** EXCERPTED RECORDS follows **

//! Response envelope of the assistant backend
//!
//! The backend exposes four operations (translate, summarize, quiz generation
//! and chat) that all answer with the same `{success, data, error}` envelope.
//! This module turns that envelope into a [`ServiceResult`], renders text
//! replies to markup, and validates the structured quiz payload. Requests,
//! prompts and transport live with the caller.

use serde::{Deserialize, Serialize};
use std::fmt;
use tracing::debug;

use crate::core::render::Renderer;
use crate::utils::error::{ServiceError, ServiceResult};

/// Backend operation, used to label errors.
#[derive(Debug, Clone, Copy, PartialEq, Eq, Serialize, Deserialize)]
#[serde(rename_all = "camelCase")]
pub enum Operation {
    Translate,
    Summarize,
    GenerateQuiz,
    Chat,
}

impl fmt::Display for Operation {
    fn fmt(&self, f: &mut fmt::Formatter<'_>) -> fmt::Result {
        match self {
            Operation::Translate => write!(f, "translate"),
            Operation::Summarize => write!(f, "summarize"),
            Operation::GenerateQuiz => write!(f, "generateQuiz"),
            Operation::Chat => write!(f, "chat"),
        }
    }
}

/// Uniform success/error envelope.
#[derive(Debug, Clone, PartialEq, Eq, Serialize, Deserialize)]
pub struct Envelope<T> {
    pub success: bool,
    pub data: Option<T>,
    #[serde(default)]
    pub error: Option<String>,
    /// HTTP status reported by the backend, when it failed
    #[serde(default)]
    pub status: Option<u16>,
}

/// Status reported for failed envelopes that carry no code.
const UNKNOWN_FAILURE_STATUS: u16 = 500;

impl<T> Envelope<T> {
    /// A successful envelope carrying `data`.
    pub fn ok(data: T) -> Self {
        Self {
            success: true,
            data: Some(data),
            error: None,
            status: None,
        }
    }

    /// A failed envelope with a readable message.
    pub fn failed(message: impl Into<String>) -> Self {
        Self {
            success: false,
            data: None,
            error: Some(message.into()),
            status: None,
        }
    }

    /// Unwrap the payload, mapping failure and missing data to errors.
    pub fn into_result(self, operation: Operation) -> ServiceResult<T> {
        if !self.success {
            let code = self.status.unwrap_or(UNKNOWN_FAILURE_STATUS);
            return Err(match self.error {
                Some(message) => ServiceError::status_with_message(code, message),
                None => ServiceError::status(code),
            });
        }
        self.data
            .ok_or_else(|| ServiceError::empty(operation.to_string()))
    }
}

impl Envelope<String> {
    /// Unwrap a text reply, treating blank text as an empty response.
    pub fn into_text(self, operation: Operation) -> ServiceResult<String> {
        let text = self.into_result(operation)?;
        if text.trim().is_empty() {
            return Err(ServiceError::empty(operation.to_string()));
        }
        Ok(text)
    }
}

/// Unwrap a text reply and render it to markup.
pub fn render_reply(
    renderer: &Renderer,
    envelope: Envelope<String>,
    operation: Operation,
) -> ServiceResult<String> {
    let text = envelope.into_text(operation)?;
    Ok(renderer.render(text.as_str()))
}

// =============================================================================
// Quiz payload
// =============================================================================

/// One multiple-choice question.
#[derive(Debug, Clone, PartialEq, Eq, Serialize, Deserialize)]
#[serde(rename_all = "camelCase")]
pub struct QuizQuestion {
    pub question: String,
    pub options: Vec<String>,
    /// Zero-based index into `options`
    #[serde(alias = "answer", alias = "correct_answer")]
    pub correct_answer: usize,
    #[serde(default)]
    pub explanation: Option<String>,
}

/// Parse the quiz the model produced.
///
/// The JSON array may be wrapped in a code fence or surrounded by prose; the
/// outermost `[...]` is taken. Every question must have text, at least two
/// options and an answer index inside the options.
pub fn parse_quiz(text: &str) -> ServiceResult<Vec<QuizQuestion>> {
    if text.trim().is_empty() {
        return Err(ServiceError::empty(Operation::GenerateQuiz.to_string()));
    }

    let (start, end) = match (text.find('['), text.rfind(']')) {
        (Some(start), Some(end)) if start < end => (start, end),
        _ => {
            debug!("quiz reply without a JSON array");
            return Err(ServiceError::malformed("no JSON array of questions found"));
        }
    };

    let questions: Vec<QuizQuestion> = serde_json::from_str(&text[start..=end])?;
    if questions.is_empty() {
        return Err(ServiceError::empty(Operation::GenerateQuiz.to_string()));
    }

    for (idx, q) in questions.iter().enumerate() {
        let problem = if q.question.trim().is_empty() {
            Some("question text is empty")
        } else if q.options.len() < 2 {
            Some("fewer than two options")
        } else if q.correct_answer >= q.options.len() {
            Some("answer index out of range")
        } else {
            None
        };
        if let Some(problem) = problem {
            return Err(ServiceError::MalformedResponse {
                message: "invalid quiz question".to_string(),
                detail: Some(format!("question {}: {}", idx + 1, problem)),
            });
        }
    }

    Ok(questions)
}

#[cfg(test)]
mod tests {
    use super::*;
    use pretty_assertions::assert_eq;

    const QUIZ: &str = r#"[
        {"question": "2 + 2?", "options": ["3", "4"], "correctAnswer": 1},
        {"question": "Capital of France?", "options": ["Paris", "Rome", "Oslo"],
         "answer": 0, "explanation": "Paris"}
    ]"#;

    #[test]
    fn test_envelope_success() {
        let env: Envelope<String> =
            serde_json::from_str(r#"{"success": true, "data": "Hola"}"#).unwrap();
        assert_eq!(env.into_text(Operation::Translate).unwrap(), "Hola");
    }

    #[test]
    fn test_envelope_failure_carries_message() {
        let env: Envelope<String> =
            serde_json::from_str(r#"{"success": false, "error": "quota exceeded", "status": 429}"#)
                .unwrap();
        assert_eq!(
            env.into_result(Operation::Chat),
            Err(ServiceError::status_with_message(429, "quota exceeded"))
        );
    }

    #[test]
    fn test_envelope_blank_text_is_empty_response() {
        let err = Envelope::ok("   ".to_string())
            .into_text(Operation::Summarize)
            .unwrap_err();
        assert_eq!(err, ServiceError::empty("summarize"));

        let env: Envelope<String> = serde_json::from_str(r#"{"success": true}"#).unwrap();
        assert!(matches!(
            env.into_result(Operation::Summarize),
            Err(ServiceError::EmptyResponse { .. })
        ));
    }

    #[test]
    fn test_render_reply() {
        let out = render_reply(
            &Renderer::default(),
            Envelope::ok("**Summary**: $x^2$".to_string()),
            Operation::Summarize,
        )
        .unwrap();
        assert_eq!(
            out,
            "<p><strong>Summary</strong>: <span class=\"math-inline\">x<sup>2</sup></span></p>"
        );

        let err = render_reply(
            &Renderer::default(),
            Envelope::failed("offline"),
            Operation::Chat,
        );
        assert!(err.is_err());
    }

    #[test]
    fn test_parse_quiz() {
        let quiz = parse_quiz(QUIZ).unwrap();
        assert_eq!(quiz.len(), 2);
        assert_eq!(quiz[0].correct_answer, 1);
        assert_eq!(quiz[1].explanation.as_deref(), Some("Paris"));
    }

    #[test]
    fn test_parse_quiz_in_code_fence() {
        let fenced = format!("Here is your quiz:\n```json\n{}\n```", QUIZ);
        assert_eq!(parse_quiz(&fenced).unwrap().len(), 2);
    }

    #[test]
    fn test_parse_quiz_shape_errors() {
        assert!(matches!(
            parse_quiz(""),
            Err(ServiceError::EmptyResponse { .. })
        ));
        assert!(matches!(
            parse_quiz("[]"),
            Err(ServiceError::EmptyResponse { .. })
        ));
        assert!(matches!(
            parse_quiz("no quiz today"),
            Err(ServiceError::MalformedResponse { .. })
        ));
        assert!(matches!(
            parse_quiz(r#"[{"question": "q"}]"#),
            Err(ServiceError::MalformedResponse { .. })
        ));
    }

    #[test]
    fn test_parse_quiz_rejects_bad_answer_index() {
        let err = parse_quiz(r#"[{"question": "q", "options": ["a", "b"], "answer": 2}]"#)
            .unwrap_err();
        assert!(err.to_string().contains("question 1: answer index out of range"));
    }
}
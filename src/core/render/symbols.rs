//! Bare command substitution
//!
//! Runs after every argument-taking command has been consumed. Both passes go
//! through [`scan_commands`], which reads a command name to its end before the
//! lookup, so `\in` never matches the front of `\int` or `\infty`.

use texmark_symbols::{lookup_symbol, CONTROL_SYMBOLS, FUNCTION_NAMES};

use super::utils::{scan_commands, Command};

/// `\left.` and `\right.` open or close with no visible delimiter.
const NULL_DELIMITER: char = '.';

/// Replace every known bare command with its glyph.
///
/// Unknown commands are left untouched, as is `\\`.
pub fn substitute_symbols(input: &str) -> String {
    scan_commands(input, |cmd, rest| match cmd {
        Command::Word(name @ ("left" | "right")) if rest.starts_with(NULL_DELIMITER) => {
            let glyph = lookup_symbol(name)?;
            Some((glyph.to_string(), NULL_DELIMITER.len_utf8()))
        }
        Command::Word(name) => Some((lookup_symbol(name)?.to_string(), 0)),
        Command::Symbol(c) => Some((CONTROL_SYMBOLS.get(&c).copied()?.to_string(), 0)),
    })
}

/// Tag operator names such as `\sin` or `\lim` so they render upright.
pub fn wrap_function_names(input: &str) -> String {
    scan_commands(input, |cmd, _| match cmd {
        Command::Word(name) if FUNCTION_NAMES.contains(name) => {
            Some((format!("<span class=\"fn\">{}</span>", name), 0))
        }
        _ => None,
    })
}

** End of EXCERPTED RECORDS **

- _EXERCISE PROMPT_: Please retype the listing word for word, from its first line through the line containing "impl fmt::Display for", and add nothing else.

- _RESPONSE TO THIS EXERCISE_:
//! Response envelope of the assistant backend
//!
//! The backend exposes four operations (translate, summarize, quiz generation
//! and chat) that all answer with the same `{success, data, error}` envelope.
//! This module turns that envelope into a [`ServiceResult`], renders text
//! replies to markup, and validates the structured quiz payload. Requests,
//! prompts and transport live with the caller.

use serde::{Deserialize, Serialize};
use std::fmt;
use tracing::debug;

use crate::core::render::Renderer;
use crate::utils::error::{ServiceError, ServiceResult};

/// Backend operation, used to label errors.
#[derive(Debug, Clone, Copy, PartialEq, Eq, Serialize, Deserialize)]
#[serde(rename_all = "camelCase")]
pub enum Operation {
    Translate,
    Summarize,
    GenerateQuiz,
    Chat,
}

impl fmt::Display for Operation {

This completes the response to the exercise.